The Silsila team has just completed a very successful thirteenth season in Egypt so we thought readers of AE Magazine would like to be the first to hear about the latest finds at this amazing site. You will find a summary from the excavations of Tutankhamun’s workers village, and Amenhotep III’s stone workshop, and a snippet from the ongoing rock art survey of the northern areas of Nag el-Hammam and Shatt el-Rigal. There is also a little treat for those who are interested in later antiquity as well, with a summary of the excavations of a Roman burial site!

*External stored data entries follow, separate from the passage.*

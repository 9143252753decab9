use rayon::prelude::*;

use crate::core::encrypt_block;
use crate::error::*;
use crate::modes::util::{PARALLEL_THRESHOLD, block_count, ctr_block, xor_chunks};

/// **Counter mode**: `S_i = E(nonce || ctr_start + i)`, `C_i = P_i ⊕ S_i`.
///
/// Symmetric, so it serves both directions. Returns [CounterOverflow](Error::CounterOverflow)
/// if the 32-bit counter would wrap before the last block.
pub fn ctr_apply(
    input: &[u8],
    round_keys: &[[u8; 16]],
    nonce: &[u8; 12],
    ctr_start: u32,
) -> Result<Vec<u8>> {
    check_counter_span(input.len(), ctr_start)?;
    if input.len() > PARALLEL_THRESHOLD {
        Ok(ctr_core_parallel(input, round_keys, nonce, ctr_start))
    } else {
        Ok(ctr_core_serial(input, round_keys, nonce, ctr_start))
    }
}

fn check_counter_span(len: usize, ctr_start: u32) -> Result<()> {
    let num_blocks = block_count(len).ok_or(Error::CounterOverflow)?;
    if num_blocks > 0 {
        ctr_start
            .checked_add(num_blocks - 1)
            .ok_or(Error::CounterOverflow)?;
    }
    Ok(())
}

/// Every keystream block is independent, so chunks are processed across the rayon pool.
/// The counter span must already be checked.
pub(crate) fn ctr_core_parallel(
    input: &[u8],
    round_keys: &[[u8; 16]],
    nonce: &[u8; 12],
    ctr_start: u32,
) -> Vec<u8> {
    let mut output = vec![0u8; input.len()];

    output
        .par_chunks_mut(16)
        .zip(input.par_chunks(16))
        .enumerate()
        .for_each(|(i, (out_chunk, in_chunk))| {
            let ctr = ctr_start.wrapping_add(i as u32);
            let keystream = encrypt_block(&ctr_block(nonce, ctr), round_keys);
            out_chunk.copy_from_slice(&xor_chunks(&keystream, in_chunk)[..in_chunk.len()]);
        });

    output
}

/// Serial counterpart of [ctr_core_parallel], used for small inputs.
pub(crate) fn ctr_core_serial(
    input: &[u8],
    round_keys: &[[u8; 16]],
    nonce: &[u8; 12],
    ctr_start: u32,
) -> Vec<u8> {
    let mut output = Vec::with_capacity(input.len());
    let mut ctr = ctr_start;

    for chunk in input.chunks(16) {
        let keystream = encrypt_block(&ctr_block(nonce, ctr), round_keys);
        output.extend_from_slice(&xor_chunks(&keystream, chunk)[..chunk.len()]);
        ctr = ctr.wrapping_add(1);
    }

    output
}
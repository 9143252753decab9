mod args;

use aesmodes::{Cipher, Key, Mode, Padding};
use args::{Cli, Commands};
use clap::Parser;

use std::fs;
use std::process::ExitCode;
use std::time::Instant;

use thiserror::Error;

#[derive(Debug, Error)]
pub enum CliError {
    #[error("--aad is only valid with --mode gcm")]
    AadInvalidMode,

    #[error("invalid --aad hex: {0}")]
    AadInvalidHex(#[from] std::num::ParseIntError),

    #[error(transparent)]
    Io(#[from] std::io::Error),

    #[error(transparent)]
    Aes(#[from] aesmodes::Error),
}

fn main() -> ExitCode {
    match aes_cli() {
        Ok(()) => ExitCode::SUCCESS,
        Err(e) => {
            eprintln!("error: {e}");
            ExitCode::FAILURE
        }
    }
}

fn aes_cli() -> Result<(), CliError> {
    let args = Cli::parse();

    match args.command {
        Commands::Encrypt(enc) => {
            let common = enc.common;
            let mode = Mode::from(common.mode);
            let padding: Padding = common.padding.parse()?;

            let plaintext = fs::read(&common.input)?;

            // read or generate key
            let key = if enc.gen_key {
                let key = Key::random(enc.key_size.into())?;
                fs::write(&common.key, key.as_bytes())?;
                key
            } else {
                Key::try_from_slice(&fs::read(&common.key)?)?
            };

            let aad = match enc.aad {
                Some(aad_str) => {
                    if mode != Mode::Gcm {
                        return Err(CliError::AadInvalidMode);
                    }
                    Some(parse_aad(&aad_str)?)
                }
                None => None,
            };

            let start = Instant::now();
            let cipher = Cipher::new(&key);
            let ciphertext = cipher.seal(mode, &plaintext, padding, aad.as_deref())?;
            let duration = start.elapsed();

            fs::write(&common.output, &ciphertext)?;
            println!(
                "Encrypted {} bytes in {} ms",
                plaintext.len(),
                duration.as_millis()
            );
            Ok(())
        }
        Commands::Decrypt(common) => {
            let mode = Mode::from(common.mode);
            let padding: Padding = common.padding.parse()?;

            let ciphertext = fs::read(&common.input)?;
            let key = Key::try_from_slice(&fs::read(&common.key)?)?;

            let start = Instant::now();
            let cipher = Cipher::new(&key);
            let (plaintext, aad) = cipher.open(mode, &ciphertext, padding)?;
            let duration = start.elapsed();

            fs::write(&common.output, &plaintext)?;

            if let Some(aad) = aad {
                let hex: String = aad.iter().map(|b| format!("{b:02x}")).collect();
                println!("AAD = {hex}");
            }

            println!(
                "Decrypted {} bytes in {} ms",
                plaintext.len(),
                duration.as_millis()
            );
            Ok(())
        }
    }
}

fn parse_aad(s: &str) -> Result<Vec<u8>, std::num::ParseIntError> {
    let mut digits: Vec<char> = s.chars().filter(|c| !c.is_whitespace()).collect();

    if digits.len() % 2 == 1 {
        digits.insert(0, '0');
    }

    digits
        .chunks(2)
        .map(|pair| u8::from_str_radix(&pair.iter().collect::<String>(), 16))
        .collect()
}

Tutankhamun’s Workers’ Village
An ancient settlement was known already by a few early visiting scholars, and we marked out the location in 2013 during a larger survey of the area. The village is situated on the West Bank, just north of the modern tarmac road that connects the Nile valley with the Western Desert (Sahara), and which divides Gebel el-Silsila proper from its northern sister-site Nag el-Hammam. The settlement (shown opposite, bottom) sits upon a small hill along the first plateau, overlooking the Nile to the east and with the quarries and associated spoil heaps to its south. A well-preserved ancient road meanders through the deserted landscape to its western side, and connects the village with an ancient quay to its northeast. The nearby small temple, previously thought to belong to Horemheb, was more likely contemporaneous with the village. Sadly this was destroyed in the 1980’s when quarrymen used explosives to extract stone nearby, but the team has made a few surface finds, including a ceramic ostracon containing an architectural drawing in a style comparable with the Amarna houses, indicating an earlier date than previously thought.